Why assume? Did you measure?
> no voltage divider in this
There "is a divider" hidden in the 100k and 22k parts. Not simple to calculate because one leg has DC and the other is pulsating half-AC. Of course making the 22k smaller (or tapped) runs the 6V6es hotter.
We should have posted the schematic in the beginning (there's more than one way to do it). I will include a snip of the Mojotone docs.
But be sure you want and need to run the 6V6es hotter!! They are already far past the original limits. Many-many tube amps (not just guitar, not just Fender) have lived long happy lives with un-adjustable bias. More than a few tubes, and some transformers, have been melted when bias goes wrong.

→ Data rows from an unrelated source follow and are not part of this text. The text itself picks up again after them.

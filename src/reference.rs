//! Bundled reference driver and enclosure.
//!
//! A 15" class woofer in a 100 L box with a single 0.0079 m² port. Handy for
//! demos, tests and as a sanity baseline when entering new parameters.

use crate::math::Scalar;
use crate::params::{DriverParameters, EndCorrection, EnclosureParameters};

/// Tuning frequency recorded alongside the reference dataset, in Hz.
pub const REFERENCE_TUNING_HZ: Scalar = 25.1082;
/// Single-point analysis frequency recorded alongside the dataset, in Hz.
pub const REFERENCE_FREQUENCY_HZ: Scalar = 30.02;

/// Reference driver parameters.
#[must_use]
pub fn reference_driver() -> DriverParameters {
    DriverParameters {
        re: 3.5,
        le: 0.0042,
        cms: 0.00046,
        mms: 0.1663,
        rms: 5.12,
        bl: 17.6,
        sd: 0.04662,
        vg: 10.0,
    }
}

/// Reference enclosure (default air and leakage).
#[must_use]
pub fn reference_enclosure() -> EnclosureParameters {
    EnclosureParameters::new(0.1, 0.0079, 0.303, EndCorrection::OneFlangedEnd, 1)
}
use num_complex::Complex;

use crate::math::{CScalar, Scalar};

/// Trait implemented by lumped elements that provide a frequency-domain impedance.
///
/// Elements are domain-neutral in the impedance analogy: a mechanical mass and an
/// acoustic port mass behave like an inductor, a suspension or air-volume
/// compliance like a capacitor.
pub trait Component {
    /// Returns the element impedance for an angular frequency `omega` (rad/s).
    fn impedance(&self, omega: Scalar) -> CScalar;

    /// Human-readable identifier (e.g. `Rms`).
    fn name(&self) -> &str;
}

/// Dissipative element: electrical, mechanical or acoustic resistance.
#[derive(Debug, Clone)]
pub struct Resistance {
    name: String,
    value: Scalar,
}

impl Resistance {
    /// Creates a resistance.
    #[must_use]
    pub fn new(name: impl Into<String>, value: Scalar) -> Self {
        Self {
            name: name.into(),
            value,
        }
    }
}

impl Component for Resistance {
    fn impedance(&self, _omega: Scalar) -> CScalar {
        Complex::new(self.value, 0.0)
    }

    fn name(&self) -> &str {
        &self.name
    }
}

/// Inertive element `s·M`: inductance, moving mass or acoustic mass.
#[derive(Debug, Clone)]
pub struct Mass {
    name: String,
    value: Scalar,
}

impl Mass {
    /// Creates an inertive element.
    #[must_use]
    pub fn new(name: impl Into<String>, value: Scalar) -> Self {
        Self {
            name: name.into(),
            value,
        }
    }
}

impl Component for Mass {
    fn impedance(&self, omega: Scalar) -> CScalar {
        Complex::new(0.0, omega * self.value)
    }

    fn name(&self) -> &str {
        &self.name
    }
}

/// Compliant element `1/(s·C)`: capacitance, suspension or air-volume compliance.
#[derive(Debug, Clone)]
pub struct Compliance {
    name: String,
    value: Scalar,
}

impl Compliance {
    /// Creates a compliant element.
    #[must_use]
    pub fn new(name: impl Into<String>, value: Scalar) -> Self {
        Self {
            name: name.into(),
            value,
        }
    }
}

impl Component for Compliance {
    fn impedance(&self, omega: Scalar) -> CScalar {
        let product = omega * self.value;
        if product == 0.0 {
            Complex::new(Scalar::INFINITY, 0.0)
        } else {
            Complex::new(0.0, -1.0 / product)
        }
    }

    fn name(&self) -> &str {
        &self.name
    }
}

#[cfg(test)]
mod tests {
    use approx::assert_relative_eq;

    use super::*;

    #[test]
    fn resistance_is_real() {
        let r = Resistance::new("Re", 3.5);
        let z = r.impedance(100.0);
        assert_relative_eq!(z.re, 3.5);
        assert_relative_eq!(z.im, 0.0);
    }

    #[test]
    fn mass_is_positive_reactance() {
        let z = Mass::new("Mms", 0.1663).impedance(100.0);
        assert_relative_eq!(z.im, 16.63, epsilon = 1.0e-12);
    }

    #[test]
    fn compliance_is_negative_reactance() {
        let z = Compliance::new("Cms", 0.00046).impedance(100.0);
        assert_relative_eq!(z.re, 0.0);
        assert_relative_eq!(z.im, -1.0 / 0.046, epsilon = 1.0e-12);
    }

    #[test]
    fn zero_compliance_is_open() {
        let z = Compliance::new("Cms", 0.0).impedance(100.0);
        assert!(!z.is_finite());
    }
}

Many thanks for this and other answers.
No, have not measured the plate current (still building the amp). I assumed around 20mA plate current because the 6V6 tubes from mojotone have 20mA written on them (matched?) and so I figured that was the target plate current with their circuit. Maybe not.
My desire is to not run the tubes hotter, but rather to be able to adjust the bias easily if I need new tubes at some point or if I wish to run the existing tubes cooler than the plate current that results from the fixed 22K resistor.
Greatly appreciate all the answers and realize I need to take a step back and ask a more-basic question: Would a -60V grid voltage result in a higher or lower plate current in this amp than say a -50V grid voltage? I had thought -60V would yield a lower plate current (more negative results in more blocking of electrons resulting in lower current) but based on previous answers, I'm not thinking about this correctly.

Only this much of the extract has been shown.